Set down each line of the listing exactly as it reads.

◆ ◆ ◆ ◆ ◆ ◆ ◆

//! Object-JSON extractors — spec.md §4.4.
//!
//! `object_json` is free-form, device-decoded data: a JSON object whose
//! shape we don't control. These accessors never try to deserialize it
//! into a fixed struct — they reach in for exactly one configured field
//! and fail descriptively if that field isn't shaped the way we expect.
//! Callers (the orchestrator) log failures and treat them as "no
//! extractable input" — see spec.md §4.4 and §7.

use crate::model::WifiAccessPoint;
use base64::Engine;
use thiserror::Error;

#[derive(Debug, Error, PartialEq)]
pub enum ExtractError {
    #[error("invalid JSON object: {0}")]
    InvalidJson(String),
    #[error("field {field:?} is not a string")]
    TypeMismatch { field: String },
    #[error("field {field:?} is not a base64 string: {reason}")]
    InvalidBase64 { field: String, reason: String },
    #[error("field {field:?} is not a list of access points: {reason}")]
    InvalidShape { field: String, reason: String },
}

/// Decode the GNSS payload blob from `field` in `object_json`.
///
/// Empty input or a missing field both return an empty blob (no error —
/// "no GNSS payload available" is a normal outcome, not a failure).
pub fn gnss_payload(object_json: &str, field: &str) -> Result<Vec<u8>, ExtractError> {
    if object_json.trim().is_empty() {
        return Ok(Vec::new());
    }

    let value: serde_json::Value = serde_json::from_str(object_json)
        .map_err(|e| ExtractError::InvalidJson(e.to_string()))?;

    let Some(raw) = value.get(field) else {
        return Ok(Vec::new());
    };

    let Some(encoded) = raw.as_str() else {
        return Err(ExtractError::TypeMismatch {
            field: field.to_string(),
        });
    };

    base64::engine::general_purpose::STANDARD
        .decode(encoded)
        .map_err(|e| ExtractError::InvalidBase64 {
            field: field.to_string(),
            reason: e.to_string(),
        })
}

/// Decode the WiFi access-point list from `field` in `object_json`.
///
/// Each entry must carry a `macAddress` (base64-encoded 6-byte MAC) and
/// a `signalStrength` (numeric, coerced to `i32`). Order is preserved.
pub fn wifi_access_points(
    object_json: &str,
    field: &str,
) -> Result<Vec<WifiAccessPoint>, ExtractError> {
    if object_json.trim().is_empty() {
        return Ok(Vec::new());
    }

    let value: serde_json::Value = serde_json::from_str(object_json)
        .map_err(|e| ExtractError::InvalidJson(e.to_string()))?;

    let Some(raw) = value.get(field) else {
        return Ok(Vec::new());
    };

    let Some(entries) = raw.as_array() else {
        return Err(ExtractError::InvalidShape {
            field: field.to_string(),
            reason: "expected a list".to_string(),
        });
    };

    entries
        .iter()
        .map(|entry| parse_access_point(entry, field))
        .collect()
}

fn parse_access_point(
    entry: &serde_json::Value,
    field: &str,
) -> Result<WifiAccessPoint, ExtractError> {
    let mac_b64 = entry
        .get("macAddress")
        .and_then(|v| v.as_str())
        .ok_or_else(|| ExtractError::InvalidShape {
            field: field.to_string(),
            reason: "entry missing string macAddress".to_string(),
        })?;

    let mac_bytes = base64::engine::general_purpose::STANDARD
        .decode(mac_b64)
        .map_err(|e| ExtractError::InvalidBase64 {
            field: field.to_string(),
            reason: e.to_string(),
        })?;

    let mac_address: [u8; 6] = mac_bytes
        .try_into()
        .map_err(|_| ExtractError::InvalidShape {
            field: field.to_string(),
            reason: "macAddress must decode to 6 bytes".to_string(),
        })?;

    let signal_strength = entry
        .get("signalStrength")
        .and_then(|v| v.as_f64())
        .ok_or_else(|| ExtractError::InvalidShape {
            field: field.to_string(),
            reason: "entry missing numeric signalStrength".to_string(),
        })? as i32;

    Ok(WifiAccessPoint {
        mac_address,
        signal_strength,
    })
}

#[cfg(test)]
mod tests {
    use super::*;

    #[test]
    fn gnss_empty_json_returns_empty_blob() {
        assert_eq!(gnss_payload("", "lr1110_gnss").unwrap(), Vec::<u8>::new());
    }

    #[test]
    fn gnss_missing_field_returns_empty_blob() {
        let json = r#"{"other":"value"}"#;
        assert_eq!(gnss_payload(json, "lr1110_gnss").unwrap(), Vec::<u8>::new());
    }

    #[test]
    fn gnss_decodes_base64_field() {
        let json = r#"{"lr1110_gnss":"AQID"}"#;
        assert_eq!(gnss_payload(json, "lr1110_gnss").unwrap(), vec![1, 2, 3]);
    }

    #[test]
    fn gnss_type_mismatch_is_an_error() {
        let json = r#"{"lr1110_gnss": 42}"#;
        let err = gnss_payload(json, "lr1110_gnss").unwrap_err();
        assert_eq!(
            err,
            ExtractError::TypeMismatch {
                field: "lr1110_gnss".to_string()
            }
        );
    }

    #[test]
    fn gnss_bad_base64_is_surfaced() {
        let json = r#"{"lr1110_gnss":"not-base64!!"}"#;
        assert!(matches!(
            gnss_payload(json, "lr1110_gnss"),
            Err(ExtractError::InvalidBase64 { .. })
        ));
    }

    #[test]
    fn wifi_missing_field_returns_empty_list() {
        assert_eq!(wifi_access_points(r#"{}"#, "wifi_aps").unwrap(), vec![]);
    }

    #[test]
    fn wifi_parses_access_points_in_order() {
        let json = r#"{"wifi_aps":[
            {"macAddress":"AQEBAQEB","signalStrength":-10},
            {"macAddress":"AgICAgIC","signalStrength":-20}
        ]}"#;
        let aps = wifi_access_points(json, "wifi_aps").unwrap();
        assert_eq!(aps.len(), 2);
        assert_eq!(aps[0].mac_address, [1, 1, 1, 1, 1, 1]);
        assert_eq!(aps[0].signal_strength, -10);
        assert_eq!(aps[1].mac_address, [2, 2, 2, 2, 2, 2]);
        assert_eq!(aps[1].signal_strength, -20);
    }

    #[test]
    fn wifi_structural_mismatch_is_an_error() {
        let json = r#"{"wifi_aps":[{"macAddress":"AQEBAQEB"}]}"#;
        assert!(matches!(
            wifi_access_points(json, "wifi_aps"),
            Err(ExtractError::InvalidShape { .. })
        ));
    }

    #[test]
    fn wifi_non_list_field_is_an_error() {
        let json = r#"{"wifi_aps":"oops"}"#;
        assert!(matches!(
            wifi_access_points(json, "wifi_aps"),
            Err(ExtractError::InvalidShape { .. })
        ));
    }
}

◆ ◆ ◆ ◆ ◆ ◆ ◆

**Result for this exercise**
//! Object-JSON extractors — spec.md §4.4.
//!
//! `object_json` is free-form, device-decoded data: a JSON object whose
//! shape we don't control. These accessors never try to deserialize it
//! into a fixed struct — they reach in for exactly one configured field
//! and fail descriptively if that field isn't shaped the way we expect.
//! Callers (the orchestrator) log failures and treat them as "no
//! extractable input" — see spec.md §4.4 and §7.

use crate::model::WifiAccessPoint;
use base64::Engine;
use thiserror::Error;

#[derive(Debug, Error, PartialEq)]
pub enum ExtractError {
    #[error("invalid JSON object: {0}")]
    InvalidJson(String),
    #[error("field {field:?} is not a string")]
    TypeMismatch { field: String },
    #[error("field {field:?} is not a base64 string: {reason}")]
    InvalidBase64 { field: String, reason: String },
    #[error("field {field:?} is not a list of access points: {reason}")]
    InvalidShape { field: String, reason: String },
}

/// Decode the GNSS payload blob from `field` in `object_json`.
///
/// Empty input or a missing field both return an empty blob (no error —
/// "no GNSS payload available" is a normal outcome, not a failure).
pub fn gnss_payload(object_json: &str, field: &str) -> Result<Vec<u8>, ExtractError> {
    if object_json.trim().is_empty() {
        return Ok(Vec::new());
    }

    let value: serde_json::Value = serde_json::from_str(object_json)
        .map_err(|e| ExtractError::InvalidJson(e.to_string()))?;

    let Some(raw) = value.get(field) else {
        return Ok(Vec::new());
    };

    let Some(encoded) = raw.as_str() else {
        return Err(ExtractError::TypeMismatch {
            field: field.to_string(),
        });
    };

    base64::engine::general_purpose::STANDARD
        .decode(encoded)
        .map_err(|e| ExtractError::InvalidBase64 {
            field: field.to_string(),
            reason: e.to_string(),
        })
}

/// Decode the WiFi access-point list from `field` in `object_json`.
///
/// Each entry must carry a `macAddress` (base64-encoded 6-byte MAC) and
/// a `signalStrength` (numeric, coerced to `i32`). Order is preserved.
pub fn wifi_access_points(
    object_json: &str,
    field: &str,
) -> Result<Vec<WifiAccessPoint>, ExtractError> {
    if object_json.trim().is_empty() {
        return Ok(Vec::new());
    }

    let value: serde_json::Value = serde_json::from_str(object_json)
        .map_err(|e| ExtractError::InvalidJson(e.to_string()))?;

    let Some(raw) = value.get(field) else {
        return Ok(Vec::new());
    };

    let Some(entries) = raw.as_array() else {
        return Err(ExtractError::InvalidShape {
            field: field.to_string(),
            reason: "expected a list".to_string(),
        });
    };

    entries
        .iter()
        .map(|entry| parse_access_point(entry, field))
        .collect()
}

fn parse_access_point(
    entry: &serde_json::Value,
    field: &str,
) -> Result<WifiAccessPoint, ExtractError> {
    let mac_b64 = entry
        .get("macAddress")
        .and_then(|v| v.as_str())
        .ok_or_else(|| ExtractError::InvalidShape {
            field: field.to_string(),
            reason: "entry missing string macAddress".to_string(),
        })?;

    let mac_bytes = base64::engine::general_purpose::STANDARD
        .decode(mac_b64)
        .map_err(|e| ExtractError::InvalidBase64 {
            field: field.to_string(),
            reason: e.to_string(),
        })?;

    let mac_address: [u8; 6] = mac_bytes
        .try_into()
        .map_err(|_| ExtractError::InvalidShape {
            field: field.to_string(),
            reason: "macAddress must decode to 6 bytes".to_string(),
        })?;

    let signal_strength = entry
        .get("signalStrength")
        .and_then(|v| v.as_f64())
        .ok_or_else(|| ExtractError::InvalidShape {
            field: field.to_string(),
            reason: "entry missing numeric signalStrength".to_string(),
        })? as i32;

    Ok(WifiAccessPoint {
        mac_address,
        signal_strength,
    })
}

#[cfg(test)]
mod tests {
    use super::*;

    #[test]
    fn gnss_empty_json_returns_empty_blob() {
        assert_eq!(gnss_payload("", "lr1110_gnss").unwrap(), Vec::<u8>::new());
    }

    #[test]
    fn gnss_missing_field_returns_empty_blob() {
        let json = r#"{"other":"value"}"#;
        assert_eq!(gnss_payload(json, "lr1110_gnss").unwrap(), Vec::<u8>::new());
    }

    #[test]
    fn gnss_decodes_base64_field() {
        let json = r#"{"lr1110_gnss":"AQID"}"#;
        assert_eq!(gnss_payload(json, "lr1110_gnss").unwrap(), vec![1, 2, 3]);
    }

    #[test]
    fn gnss_type_mismatch_is_an_error() {
        let json = r#"{"lr1110_gnss": 42}"#;
        let err = gnss_payload(json, "lr1110_gnss").unwrap_err();
        assert_eq!(
            err,
            ExtractError::TypeMismatch {
                field: "lr1110_gnss".to_string()
            }
        );
    }

    #[test]
    fn gnss_bad_base64_is_surfaced() {
        let json = r#"{"lr1110_gnss":"not-base64!!"}"#;
        assert!(matches!(
            gnss_payload(json, "lr1110_gnss"),
            Err(ExtractError::InvalidBase64 { .. })
        ));
    }

    #[test]
    fn wifi_missing_field_returns_empty_list() {
        assert_eq!(wifi_access_points(r#"{}"#, "wifi_aps").unwrap(), vec![]);
    }

    #[test]
    fn wifi_parses_access_points_in_order() {
        let json = r#"{"wifi_aps":[
            {"macAddress":"AQEBAQEB","signalStrength":-10},
            {"macAddress":"AgICAgIC","signalStrength":-20}
        ]}"#;
        let aps = wifi_access_points(json, "wifi_aps").unwrap();
        assert_eq!(aps.len(), 2);
        assert_eq!(aps[0].mac_address, [1, 1, 1, 1, 1, 1]);
        assert_eq!(aps[0].signal_strength, -10);
        assert_eq!(aps[1].mac_address, [2, 2, 2, 2, 2, 2]);
        assert_eq!(aps[1].signal_strength, -20);
    }

    #[test]
    fn wifi_structural_mismatch_is_an_error() {
        let json = r#"{"wifi_aps":[{"macAddress":"AQEBAQEB"}]}"#;
        assert!(matches!(
            wifi_access_points(json, "wifi_aps"),
            Err(ExtractError::InvalidShape { .. })
        ));
    }

    #[test]
    fn wifi_non_list_field_is_an_error() {
        let json = r#"{"wifi_aps":"oops"}"#;
        assert!(matches!(
            wifi_access_points(json, "wifi_aps"),
            Err(ExtractError::InvalidShape { .. })
        ));
    }
}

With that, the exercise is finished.